You can check this yourself by running the `class()`

function
on the output of `confint()`

(e.g.,
`class(fit_confint)`

). You’ll see that it simply says
`"matrix" "array"`

. That’s not enough for tidystats to work
with. Ideally it would say something like `"confint"`

so that
tidystats knows what it is working with and extract the statistics.

Thankfully, we can still add statistics from `confint()`

to a list via `add_stats()`

, using the `class`

argument. We can specify that the statistics are from the
`confint()`

function by saying
`class = "confint"`

.

We don’t get an error this time, indicating that it worked.

## Example 2: Using `custom_stats()`

Say you want to calculate a Bayes Factor using the BIC approach (Wagenmakers, 2007). An example of this approach can be found here; which I’ll repeat down below.

```
# Set seed for reproducibility
set.seed(14)
# Simulate some data
intercept_data <- data.frame(score = scale(rnorm(40), center = 0.72))
# Run two models and calculate the BIC
full_lm <- lm(score ~ 1, intercept_data)
null_lm <- lm(score ~ 0, intercept_data)
BF_BIC <- exp((BIC(null_lm) - BIC(full_lm)) / 2)
```

The Bayes Factor is 5.05. Now, how do you add this value to a tidystats list? If we try it the standard way, we’ll see that it fails.

```
# Load the tidystats package
library(tidystats)
# Create an empty list
statistics <- list()
# Add BIC to the list using add_stats()
statistics <- add_stats(statistics, BF_BIC)
```

This produces an error message that says:

Error in UseMethod(“tidy_stats”) : no applicable method for ‘tidy_stats’ applied to an object of class “c(‘double’, ‘numeric’)”

It’s because `BF_BIC`

is simply a number and not the
output of a statistics function, so tidystats doesn’t know how to store
this number. Let’s fix this using `custom_stats()`

and
`custom_stat()`

.

```
# Create a list of custom statistics
BIC <- custom_stats(
method = "BIC",
statistics = custom_stat(
name = "BIC Bayes Factor",
value = BF_BIC,
symbol = "BF",
subscript = "10"
)
)
# Add the statistics to the list
statistics <- add_stats(statistics, BIC)
```

Now we don’t get an error.

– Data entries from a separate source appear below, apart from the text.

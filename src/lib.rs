//! `coderef`: a multi-language static code intelligence engine.
//!
//! Given a project root containing TypeScript/JavaScript, Python, and Rust
//! source, [`Engine`] builds a per-file semantic index (definitions,
//! references, imports, exports, scopes), a project-wide resolution
//! registry binding references to definitions across files, and a call
//! graph from which entry points can be enumerated. See `SPEC_FULL.md` for
//! the full component breakdown (C1-C8).

pub mod callgraph;
pub mod config;
pub mod engine;
pub mod error;
pub mod exports;
pub mod file_index;
pub mod imports;
pub mod indexing;
pub mod logging;
pub mod module_path;
pub mod parsing;
pub mod reference;
pub mod registry;
pub mod resolver;
pub mod scope;
pub mod symbol;
pub mod types;

pub use callgraph::{CallGraph, CallGraphNode, CallReference};
pub use config::Settings;
pub use engine::{Engine, ProjectView, SourceContext, Stats};
pub use error::{IndexError, IndexResult};
pub use file_index::{Diagnostic, DiagnosticKind, FileIndex};
pub use parsing::Language;
pub use reference::{Reference, ReferenceKind, UnresolvedCategory};
pub use registry::{ProjectRegistry, ProjectSnapshot};
pub use resolver::{ResolutionOutcome, ResolutionRank};
pub use symbol::{Definition, DefinitionKind};
pub use types::{FilePath, Location, ScopeId, SymbolId, Visibility};
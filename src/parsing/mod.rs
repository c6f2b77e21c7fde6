//! Language profiles (C1): the only place grammar-specific knowledge lives.
//!
//! The rest of the engine is polymorphic over [`LanguageProfile`] — no
//! sibling module ever matches on a tree-sitter node kind string itself.
//! Each profile bundles a grammar binding, a fixed set of named
//! tree-sitter queries whose captures follow the schema in
//! [`capture::CaptureSchema`], a dispatch table from capture name to
//! handler, a receiver-chain flattener, and doc/signature/test-file
//! helpers.

pub mod capture;
mod python;
mod rust_profile;
mod typescript;

pub use capture::CaptureSchema;

use crate::file_index::FileIndexBuilder;
use crate::reference::ReceiverChain;
use crate::types::{FilePath, Location};
use serde::{Deserialize, Serialize};
use std::path::Path;
use tree_sitter::{Node, Query};

/// Supported languages (§6 "Supported languages").
#[derive(Debug, Clone, Copy, PartialEq, Eq, Hash, Serialize, Deserialize)]
pub enum Language {
    TypeScript,
    JavaScript,
    Python,
    Rust,
}

impl Language {
    pub fn from_extension(ext: &str) -> Option<Self> {
        match ext.to_lowercase().as_str() {
            "ts" | "tsx" => Some(Language::TypeScript),
            "js" | "jsx" | "mjs" | "cjs" => Some(Language::JavaScript),
            "py" | "pyi" => Some(Language::Python),
            "rs" => Some(Language::Rust),
            _ => None,
        }
    }

    pub fn from_path(path: &Path) -> Option<Self> {
        path.extension().and_then(|e| e.to_str()).and_then(Self::from_extension)
    }

    pub fn name(&self) -> &'static str {
        match self {
            Language::TypeScript => "TypeScript",
            Language::JavaScript => "JavaScript",
            Language::Python => "Python",
            Language::Rust => "Rust",
        }
    }
}

impl std::fmt::Display for Language {
    fn fmt(&self, f: &mut std::fmt::Formatter<'_>) -> std::fmt::Result {
        write!(f, "{}", self.name())
    }
}

/// A single named tree-sitter query plus its compiled form.
pub struct CompiledQuery {
    pub name: &'static str,
    pub query: Query,
}

/// The per-language C1 contract. The indexer (C3) drives this: it runs
/// every `queries()` entry over the parsed tree and, for every capture the
/// query produces, calls [`LanguageProfile::handle_capture`] with the
/// capture's schema-classified name so the handler can emit the right
/// definition/reference/import/export event.
pub trait LanguageProfile: Send + Sync {
    fn language(&self) -> Language;

    /// Parse source into a tree-sitter tree. Never panics on malformed
    /// input — tree-sitter's error-recovery produces a partial tree that
    /// the caller indexes best-effort (§4.3's failure model).
    fn parse(&self, source: &str) -> Option<tree_sitter::Tree>;

    /// The fixed, named query set for this language (§4.1).
    fn queries(&self) -> &[CompiledQuery];

    /// Dispatch a single capture to its handler. `capture_name` is one of
    /// the schema categories in [`capture::CaptureSchema`]. Implementors
    /// emit events into `builder` (definitions, references, imports,
    /// exports) and return nothing — failures are recorded as diagnostics
    /// on the builder, never propagated as `Result`.
    fn handle_capture(
        &self,
        capture_name: &str,
        node: Node,
        source: &str,
        builder: &mut FileIndexBuilder,
    );

    /// Flatten a receiver expression (`a.b.c`, `a::b::c`, ...) into an
    /// ordered identifier chain with a classified head (§4.1, §4.6).
    fn receiver_chain(&self, node: Node, source: &str) -> Option<ReceiverChain>;

    /// Extract the literal signature text of a definition node.
    fn signature_text(&self, def_node: Node, source: &str) -> Option<Box<str>>;

    /// Extract the leading documentation comment/docstring of a definition.
    fn docstring(&self, def_node: Node, source: &str) -> Option<Box<str>>;

    /// Heuristic test-file detection (collaborator concern; the core only
    /// exposes it so consumers can filter without re-implementing it).
    fn is_test_file(&self, path: &Path) -> bool;
}

/// Build a [`Location`] from a tree-sitter node's byte span, converting its
/// 0-based row to the 1-based line numbering the rest of the engine uses.
pub fn node_location(file_path: &FilePath, node: Node) -> Location {
    let start = node.start_position();
    let end = node.end_position();
    Location::new(
        file_path.clone(),
        start.row as u32 + 1,
        start.column as u32,
        end.row as u32 + 1,
        end.column as u32,
    )
}

/// The literal UTF-8 text a node spans.
pub fn node_text<'a>(node: Node, source: &'a str) -> &'a str {
    node.utf8_text(source.as_bytes()).unwrap_or("")
}

/// Construct the profile for `language`. Profiles are stateless and
/// cheap to construct (queries are compiled once behind `once_cell`
/// statics inside each profile module), so the factory returns a fresh
/// boxed trait object per call rather than caching instances itself.
pub fn profile_for(language: Language) -> Box<dyn LanguageProfile> {
    match language {
        Language::TypeScript | Language::JavaScript => {
            Box::new(typescript::TypeScriptProfile::new(language))
        }
        Language::Python => Box::new(python::PythonProfile::new()),
        Language::Rust => Box::new(rust_profile::RustProfile::new()),
    }
}

#[cfg(test)]
mod tests {
    use super::*;

    #[test]
    fn extension_detection_covers_every_supported_extension() {
        for (ext, lang) in [
            ("ts", Language::TypeScript),
            ("tsx", Language::TypeScript),
            ("js", Language::JavaScript),
            ("jsx", Language::JavaScript),
            ("mjs", Language::JavaScript),
            ("cjs", Language::JavaScript),
            ("py", Language::Python),
            ("pyi", Language::Python),
            ("rs", Language::Rust),
        ] {
            assert_eq!(Language::from_extension(ext), Some(lang));
        }
        assert_eq!(Language::from_extension("md"), None);
    }

    #[test]
    fn from_path_reads_the_extension() {
        assert_eq!(
            Language::from_path(Path::new("src/main.rs")),
            Some(Language::Rust)
        );
        assert_eq!(Language::from_path(Path::new("README")), None);
    }
}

Thanks to `custom_stats()`

and
`custom_stat()`

we correctly structured the statistic so it
can be added to the list via `add_stats()`

.

## Summary

tidystats works by taking the output of statistical tests, extracting the statistics, and reorganizing them into a particular structure. This works if 1) tidystats has built-in support for the function and 2) if the function used to run the statistical test returns an object that tidystats can use to identify the test.

If you want to use tidystats on a function that is not supported yet, please contact me to let me know that I should add support for it.

Alternatively, you can manually create a list of statistics and
supply it to the `add_stats()`

function using
`custom_stats()`

and `custom_stat()`

.

The goal is to have tidystats support as many tests as possible, so that you rarely have to resort to this solution.